When their models came out, it was no surprise that each look seemed to sync seamlessly with the one before it, and foreshadow the one coming after it. The looks were all black and white in color scheme but ranged structurally from architectural legging and tunic ensembles to sleek suits and dramatic full-length rompers. Refreshingly, Tim and Thom (and all of their collaborating designers) used a diverse array of models, keeping with the event’s themes of community and celebrating individuality and difference.

While the construction of the looks spoke to the duo’s talent, the arrangement of their show, from the music to the models, effervesced the feelings of empowerment and strength that FWMN cultivates. From my front row seat, a coveted position in this niche crowd, it was clear that the audience was extremely impressed by the latest of the pair’s line, meeting each look with rapid clicks of cameras and scribbles on notepads.

A model sports a look from Tim+Thom’s “Amalgam.” Photos courtesy of Caroline Royce photography.
A model sports a look from Tim+Thom’s “Amalgam.” Photos courtesy of Caroline Royce photography.
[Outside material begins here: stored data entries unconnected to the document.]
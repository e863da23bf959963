//! Planning stage: decides whether to retrieve more or hand off to the summarizer.
//!
//! Wraps the LLM call and converts its reply into a [`PlannerOutput`] tagged
//! variant, so downstream routing is an exhaustive match instead of a probe
//! of message internals. The planner is the sole "have we retrieved enough"
//! decision point, and that judgment is delegated to the LLM; the number of
//! planning turns per run is not fixed, only bounded by the tool budget.

use thiserror::Error;

use crate::constants::PLANNER_SYSTEM_PROMPT;
use crate::message::Message;
use crate::provider::LlmClient;
use crate::store::RetrievedItem;
use crate::tools::ToolDefinition;

/// What the planner decided for this turn.
#[derive(Debug)]
pub enum PlannerOutput {
    /// Enough information is available; proceed to the summary.
    Terminal(Message),
    /// Execute the tool calls carried on the message, then plan again.
    ToolBatch(Message),
}

impl PlannerOutput {
    /// The underlying planner message, whichever variant.
    pub fn message(&self) -> &Message {
        match self {
            PlannerOutput::Terminal(m) | PlannerOutput::ToolBatch(m) => m,
        }
    }
}

/// Why a planning turn produced no usable output.
#[derive(Debug, Error)]
pub enum PlanError {
    /// The LLM call itself failed. The run can still summarize what it has.
    #[error("planner call failed: {0}")]
    Unavailable(String),
    /// The reply fits neither the terminal nor the tool-batch shape.
    #[error("{0}")]
    Malformed(String),
}

/// Builds planning prompts and interprets LLM replies.
pub struct Planner<'a> {
    llm: &'a dyn LlmClient,
}

impl<'a> Planner<'a> {
    pub fn new(llm: &'a dyn LlmClient) -> Self {
        Self { llm }
    }

    /// Runs one planning turn over the full history and a store snapshot.
    ///
    /// The snapshot is embedded in the system prompt so the LLM sees what
    /// has already been retrieved and avoids redundant searches. The
    /// remaining-search count is a hint only; the orchestrator enforces the
    /// actual bound.
    pub async fn plan(
        &self,
        history: &[Message],
        snapshot: &[RetrievedItem],
        tools: &[ToolDefinition],
        searches_remaining: u32,
    ) -> Result<PlannerOutput, PlanError> {
        let system = build_system_prompt(snapshot, searches_remaining);
        let reply = self
            .llm
            .generate(&system, history, tools)
            .await
            .map_err(|e| PlanError::Unavailable(e.to_string()))?;
        interpret(reply)
    }
}

/// Renders the planner system prompt with the current store snapshot.
fn build_system_prompt(snapshot: &[RetrievedItem], searches_remaining: u32) -> String {
    let data = if snapshot.is_empty() {
        "none".to_string()
    } else {
        snapshot
            .iter()
            .map(|i| format!("- {}: {}", i.title, i.content))
            .collect::<Vec<_>>()
            .join("\n")
    };
    format!(
        "{}\n\nSearches remaining: {}\n\nData retrieved so far:\n{}",
        PLANNER_SYSTEM_PROMPT, searches_remaining, data
    )
}

/// Classifies an LLM reply as terminal or a tool batch.
///
/// A reply with tool calls is a batch; one with only text is terminal.
/// A reply with neither, or with a nameless tool call, is malformed.
fn interpret(reply: Message) -> Result<PlannerOutput, PlanError> {
    if reply.tool_calls.is_empty() {
        if reply.text().trim().is_empty() {
            return Err(PlanError::Malformed(
                "reply carried neither text nor tool requests".to_string(),
            ));
        }
        return Ok(PlannerOutput::Terminal(reply));
    }
    if let Some(call) = reply.tool_calls.iter().find(|c| c.name.trim().is_empty()) {
        return Err(PlanError::Malformed(format!(
            "tool request {} has no tool name",
            call.id
        )));
    }
    Ok(PlannerOutput::ToolBatch(reply))
}

#[cfg(test)]
mod tests {
    use super::*;
    use crate::message::ToolCall;
    use serde_json::json;

    fn search_call(id: &str) -> ToolCall {
        ToolCall {
            id: id.to_string(),
            name: "search".to_string(),
            arguments: json!({"query": "latest F1 Grand Prix"}),
        }
    }

    #[test]
    fn test_interpret_text_reply_is_terminal() {
        let output = interpret(Message::assistant("enough information")).unwrap();
        assert!(matches!(output, PlannerOutput::Terminal(_)));
    }

    #[test]
    fn test_interpret_tool_calls_are_a_batch() {
        let reply = Message::assistant_with_tools("", vec![search_call("c1"), search_call("c2")]);
        let output = interpret(reply).unwrap();
        match output {
            PlannerOutput::ToolBatch(m) => assert_eq!(m.tool_calls.len(), 2),
            PlannerOutput::Terminal(_) => panic!("expected a tool batch"),
        }
    }

    #[test]
    fn test_interpret_empty_reply_is_malformed() {
        let err = interpret(Message::assistant("  ")).unwrap_err();
        assert!(matches!(err, PlanError::Malformed(_)));
    }

    #[test]
    fn test_interpret_nameless_tool_call_is_malformed() {
        let mut call = search_call("c1");
        call.name = String::new();
        let err = interpret(Message::assistant_with_tools("", vec![call])).unwrap_err();
        assert!(matches!(err, PlanError::Malformed(_)));
    }

    #[test]
    fn test_system_prompt_embeds_snapshot_and_remaining() {
        let snapshot = vec![RetrievedItem::new("race", "Verstappen won")];
        let prompt = build_system_prompt(&snapshot, 2);
        assert!(prompt.contains("Verstappen won"));
        assert!(prompt.contains("Searches remaining: 2"));
    }

    #[test]
    fn test_system_prompt_with_empty_snapshot() {
        let prompt = build_system_prompt(&[], 3);
        assert!(prompt.contains("Data retrieved so far:\nnone"));
    }
}
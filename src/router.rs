//! Routing: maps the planner's latest output to the next workflow stage.
//!
//! Deliberately a pure function over the tagged [`PlannerOutput`]: the
//! decision is total and deterministic, inspects no other state, and is
//! testable in isolation.

use crate::planner::PlannerOutput;

/// The stage the workflow moves to after a planning turn.
#[derive(Debug, Clone, Copy, PartialEq, Eq)]
pub enum Route {
    /// Hand off to the summarizer.
    Summarize,
    /// Execute the requested tool batch, then plan again.
    Tool,
}

/// Decides the next stage from the planner's output alone.
pub fn route(output: &PlannerOutput) -> Route {
    match output {
        PlannerOutput::Terminal(_) => Route::Summarize,
        PlannerOutput::ToolBatch(_) => Route::Tool,
    }
}

#[cfg(test)]
mod tests {
    use super::*;
    use crate::message::{Message, ToolCall};
    use serde_json::json;

    #[test]
    fn test_terminal_routes_to_summarize() {
        let output = PlannerOutput::Terminal(Message::assistant("done"));
        assert_eq!(route(&output), Route::Summarize);
    }

    #[test]
    fn test_tool_batch_routes_to_tool() {
        let output = PlannerOutput::ToolBatch(Message::assistant_with_tools(
            "",
            vec![ToolCall {
                id: "c1".to_string(),
                name: "search".to_string(),
                arguments: json!({"query": "x"}),
            }],
        ));
        assert_eq!(route(&output), Route::Tool);
    }

    #[test]
    fn test_route_ignores_message_content() {
        // Same decision regardless of how much text the message carries.
        let short = PlannerOutput::Terminal(Message::assistant("k"));
        let long = PlannerOutput::Terminal(Message::assistant("k".repeat(10_000)));
        assert_eq!(route(&short), route(&long));
    }
}
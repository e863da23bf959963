pub mod search;

use anyhow::Result;
use serde::Serialize;
use serde_json::Value;
use std::sync::Arc;

use search::SearchTool;

use crate::config::Config;
use crate::store::RetrievedItem;

/// Definition sent to the LLM so it knows what tools are available.
#[derive(Debug, Clone, Serialize)]
pub struct ToolDefinition {
    pub name: String,
    pub description: String,
    pub parameters: Value, // JSON Schema
}

/// Every tool implements this trait.
#[async_trait::async_trait]
pub trait Tool: Send + Sync {
    /// Unique name the LLM uses to call this tool.
    fn name(&self) -> &str;

    /// Human-readable description for the LLM.
    fn description(&self) -> &str;

    /// JSON Schema describing the tool's input parameters.
    fn schema(&self) -> Value;

    /// Execute the tool with the given JSON input, returning retrieved items.
    ///
    /// Input that does not match [`Tool::schema`] is an error, never a
    /// silent no-op.
    async fn execute(&self, input: Value) -> Result<Vec<RetrievedItem>>;
}

/// Holds all registered tools and dispatches calls by name.
pub struct ToolRegistry {
    tools: Vec<Arc<dyn Tool>>,
}

impl ToolRegistry {
    pub fn new() -> Self {
        Self { tools: Vec::new() }
    }

    /// Register a tool. Called during startup.
    pub fn register(&mut self, tool: Box<dyn Tool>) {
        self.tools.push(Arc::from(tool));
    }

    /// Produce definitions for the LLM (sent with each planning request).
    pub fn definitions(&self) -> Vec<ToolDefinition> {
        self.tools
            .iter()
            .map(|t| ToolDefinition {
                name: t.name().to_string(),
                description: t.description().to_string(),
                parameters: t.schema(),
            })
            .collect()
    }

    /// Look up a tool by name and execute it.
    pub async fn execute(&self, name: &str, input: Value) -> Result<Vec<RetrievedItem>> {
        let tool = self
            .tools
            .iter()
            .find(|t| t.name() == name)
            .ok_or_else(|| anyhow::anyhow!("Unknown tool: {}", name))?;
        tool.execute(input).await
    }

    /// How many tools are registered.
    #[cfg(test)]
    pub fn len(&self) -> usize {
        self.tools.len()
    }

    #[cfg(test)]
    pub fn is_empty(&self) -> bool {
        self.tools.is_empty()
    }
}

impl ToolRegistry {
    /// Create a registry with all built-in tools.
    pub fn with_builtins(config: &Config) -> Result<Self> {
        let mut registry = Self::new();
        registry.register(Box::new(SearchTool::from_config(config)?));
        Ok(registry)
    }
}

#[cfg(test)]
mod tests;
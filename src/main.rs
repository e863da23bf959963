//! Entry point for gist, a retrieve-then-summarize research agent for the terminal.
//!
//! This binary loads environment variables, parses CLI arguments via [`cli`],
//! and dispatches to the appropriate subcommand handler.

mod cli;
mod config;
mod constants;
mod error;
mod message;
mod orchestrator;
mod output;
mod planner;
mod provider;
mod router;
mod store;
mod summarizer;
mod tools;

use anyhow::Result;

/// Runs the gist CLI.
///
/// Loads `.env` files (silently ignored if absent), parses command-line
/// arguments into a [`cli::Cli`] struct, and dispatches the chosen
/// subcommand via [`cli::run`].
#[tokio::main(flavor = "current_thread")]
async fn main() -> Result<()> {
    dotenvy::dotenv().ok();
    let cli = cli::parse();
    cli::run(cli).await
}
//! Web search tool backed by the Tavily API.
//!
//! Sends the planner's query to Tavily and maps each result to a
//! title/content pair for the intermediate store. Requests carry a bounded
//! timeout; a timeout or non-success status is an ordinary failure the
//! workflow records and feeds back to the planner.

use anyhow::{Context, Result};
use reqwest::Client;
use serde::{Deserialize, Serialize};
use serde_json::{json, Value};
use std::time::Duration;

use super::Tool;

use crate::config::Config;
use crate::constants::{SEARCH_API_URL, SEARCH_MAX_RESULTS, SEARCH_TOOL_NAME};
use crate::store::RetrievedItem;

/// Tool that searches the web for real-time information.
///
/// Result count and search depth come from config; the count is capped at
/// [`SEARCH_MAX_RESULTS`] to keep responses bounded.
pub struct SearchTool {
    client: Client,
    api_key: String,
    max_results: u32,
    depth: String,
}

#[derive(Deserialize)]
struct SearchInput {
    query: String,
}

#[derive(Serialize)]
struct SearchRequest<'a> {
    api_key: &'a str,
    query: &'a str,
    max_results: u32,
    search_depth: &'a str,
}

#[derive(Deserialize)]
struct SearchResponse {
    #[serde(default)]
    results: Vec<SearchResult>,
}

#[derive(Deserialize)]
struct SearchResult {
    #[serde(default)]
    title: String,
    #[serde(default)]
    content: String,
}

impl SearchTool {
    /// Builds the tool from config: API key, result count, depth, timeout.
    ///
    /// # Errors
    ///
    /// Returns an error if no Tavily API key is configured or the HTTP
    /// client cannot be constructed.
    pub fn from_config(config: &Config) -> Result<Self> {
        let api_key = config.resolve_search_api_key().context(
            "No API key found for Tavily. Set TAVILY_API_KEY or configure it in config.toml",
        )?;
        let client = Client::builder()
            .timeout(Duration::from_secs(config.search_timeout_secs()))
            .build()
            .context("Failed to create search HTTP client")?;
        Ok(Self {
            client,
            api_key,
            max_results: config.search_max_results().min(SEARCH_MAX_RESULTS),
            depth: config.search_depth(),
        })
    }

    async fn search(&self, query: &str) -> Result<Vec<RetrievedItem>> {
        let request = SearchRequest {
            api_key: &self.api_key,
            query,
            max_results: self.max_results,
            search_depth: &self.depth,
        };
        let response = self
            .client
            .post(SEARCH_API_URL)
            .json(&request)
            .send()
            .await
            .context("Search request failed")?;
        anyhow::ensure!(
            response.status().is_success(),
            "Search API returned HTTP {}",
            response.status()
        );
        let body: SearchResponse = response
            .json()
            .await
            .context("Search response was not valid JSON")?;
        Ok(body
            .results
            .into_iter()
            .map(|r| RetrievedItem::new(r.title, r.content))
            .collect())
    }
}

#[async_trait::async_trait]
impl Tool for SearchTool {
    fn name(&self) -> &str {
        SEARCH_TOOL_NAME
    }

    fn description(&self) -> &str {
        "Search the web for information related to the query, providing real-time data to help with the summarization."
    }

    fn schema(&self) -> Value {
        json!({
            "type": "object",
            "properties": {
                "query": {
                    "type": "string",
                    "description": "Topic to search for"
                }
            },
            "required": ["query"]
        })
    }

    async fn execute(&self, input: Value) -> Result<Vec<RetrievedItem>> {
        let input: SearchInput = serde_json::from_value(input)
            .map_err(|e| anyhow::anyhow!("Invalid search input: {}", e))?;
        let query = input.query.trim();
        anyhow::ensure!(!query.is_empty(), "Search query must not be empty");
        self.search(query).await
    }
}
//! Command-line interface definition and dispatch for gist.
//!
//! Uses [`clap`] for argument parsing with derive macros. Each subcommand is
//! routed to its handler — `ask` runs the retrieve-then-summarize workflow,
//! `store` inspects the intermediate store, `config` shows configuration.

use std::path::PathBuf;

use anyhow::Result;
use clap::{Parser, Subcommand};
use colored::Colorize;

use crate::config::Config;
use crate::orchestrator::Workflow;
use crate::output::ConsoleProgress;
use crate::provider::{self, Provider};
use crate::store::Store;
use crate::tools::ToolRegistry;

/// Top-level CLI structure for gist.
///
/// Parsed from command-line arguments via [`clap::Parser`]. Contains a single
/// required subcommand that determines which action gist performs.
#[derive(Parser)]
#[command(name = "gist", about = "A retrieve-then-summarize research agent")]
pub struct Cli {
    #[command(subcommand)]
    pub command: Commands,
}

/// Available subcommands for the gist CLI.
///
/// Each variant maps to a top-level action. The `///` doc comments on variants
/// double as `--help` text rendered by clap.
#[derive(Subcommand)]
pub enum Commands {
    /// Research a request and print a summary
    Ask {
        /// What to research and summarize
        prompt: Vec<String>,
        /// Model to use (overrides config)
        #[arg(short, long)]
        model: Option<String>,
        /// Provider to use (anthropic, openai, openrouter, ollama)
        #[arg(short, long)]
        provider: Option<String>,
        /// Maximum search calls for this run (overrides config)
        #[arg(long)]
        max_searches: Option<u32>,
        /// Intermediate store file for this run (overrides config)
        #[arg(long)]
        store: Option<PathBuf>,
    },
    /// Inspect the intermediate store
    Store {
        #[command(subcommand)]
        action: StoreAction,
    },
    /// Manage configuration
    Config {
        #[command(subcommand)]
        action: ConfigAction,
    },
}

/// Subcommands for the `store` command.
#[derive(Subcommand)]
pub enum StoreAction {
    /// Show items retrieved by the most recent run
    Show,
    /// Clear the store
    Clear,
}

/// Subcommands for the `config` command.
///
/// Controls reading gist's TOML configuration file stored at the XDG
/// config path (`~/.config/gist/config.toml`).
#[derive(Subcommand)]
pub enum ConfigAction {
    /// Show current config
    Show,
}

/// Parses command-line arguments into a [`Cli`] struct.
///
/// Delegates to [`clap::Parser::parse`], which exits the process on invalid input.
pub fn parse() -> Cli {
    Cli::parse()
}

/// Dispatches the parsed CLI command to its handler.
pub async fn run(cli: Cli) -> Result<()> {
    match cli.command {
        Commands::Ask {
            prompt,
            model,
            provider: provider_name,
            max_searches,
            store,
        } => {
            let prompt = prompt.join(" ");
            if prompt.is_empty() {
                anyhow::bail!("No prompt provided. Usage: gist ask \"what to summarize\"");
            }

            let config = Config::load()?;
            let selection =
                provider::resolve_model(provider_name.as_deref(), model.as_deref(), &config)?;

            println!(
                "{} [model: {}]",
                "gist".bold().cyan(),
                selection.model.yellow(),
            );
            println!();
            println!("{} {}", ">".green().bold(), prompt);
            println!();

            let llm = Provider::from_config(&config, &selection)?;
            let tools = ToolRegistry::with_builtins(&config)?;
            let store = Store::at(match store {
                Some(path) => path,
                None => config.store_path()?,
            });
            let max_calls = max_searches.unwrap_or_else(|| config.max_tool_calls());

            let mut progress = ConsoleProgress;
            let workflow = Workflow::new(&llm, &tools, store, max_calls, &mut progress);
            let answer = workflow.run(&prompt).await?;

            println!();
            println!("{}", answer);
            Ok(())
        }
        Commands::Store { action } => {
            let config = Config::load()?;
            let store = Store::at(config.store_path()?);
            match action {
                StoreAction::Show => {
                    println!("{} {}", "Store path:".bold(), store.path().display());
                    println!();
                    let items = store.read_all()?;
                    if items.is_empty() {
                        println!("{}", "store is empty.".dimmed());
                    } else {
                        for (i, item) in items.iter().enumerate() {
                            println!(
                                "{} {}",
                                format!("[{}]", i + 1).bold().cyan(),
                                item.title.bold()
                            );
                            println!("{}", item.content);
                            println!();
                        }
                    }
                }
                StoreAction::Clear => {
                    store.reset()?;
                    println!("{}", "store cleared.".dimmed());
                }
            }
            Ok(())
        }
        Commands::Config { action } => {
            let config = Config::load()?;
            match action {
                ConfigAction::Show => {
                    let path = Config::config_path()?;
                    println!("{} {}", "Config path:".bold(), path.display());
                    println!();
                    let toml_str = toml::to_string_pretty(&config)?;
                    println!("{}", toml_str);
                }
            }
            Ok(())
        }
    }
}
When their show was done and the models had walked their finale, Tim and Thom took to the stage one last time, thanking their audiences from the “bottom of their hearts for supporting the local fashion community.” Emphasizing again that their collection was a “labor of love,” the pair made the audience feel as if they had just witnessed something truly special in the often-cold world of fashion. The completely genuine and grateful sentiments expressed in their closing speech reminded the audience that it was Minnesota Fashion Week after all, injecting a charming warmth into the posh but adoring crowd.

To my good fortune, I had the chance to speak with Tim, of “Tim + Thom,” at the end of the show, patiently waiting amongst his other admirers for a chance to congratulate the designer. When asked what advice he had to give to emerging designers he replied candidly, “aspire to be the kind of designer you want to be,” emphasizing that following gut instincts is often the key to success.

“It took a lot [for us] to find ourselves,” he admitted, and reminded young designers that is important to maintain true to oneself while determining your niche in the stimulating and chaotic world of fashion.

Tim and Thom invited all of their fashionable guests to their post-event “after party,” barely able to contain their excitement to celebrate their accomplishment. And it was celebration that the duo deserved, having successfully championed an emerging art scene and presented the culmination of their most recent project all in a night’s work. Having had a taste of the Minnesota fashion community through FWMN, I can’t help but wonder what events are in store for next year, and can’t wait to find out.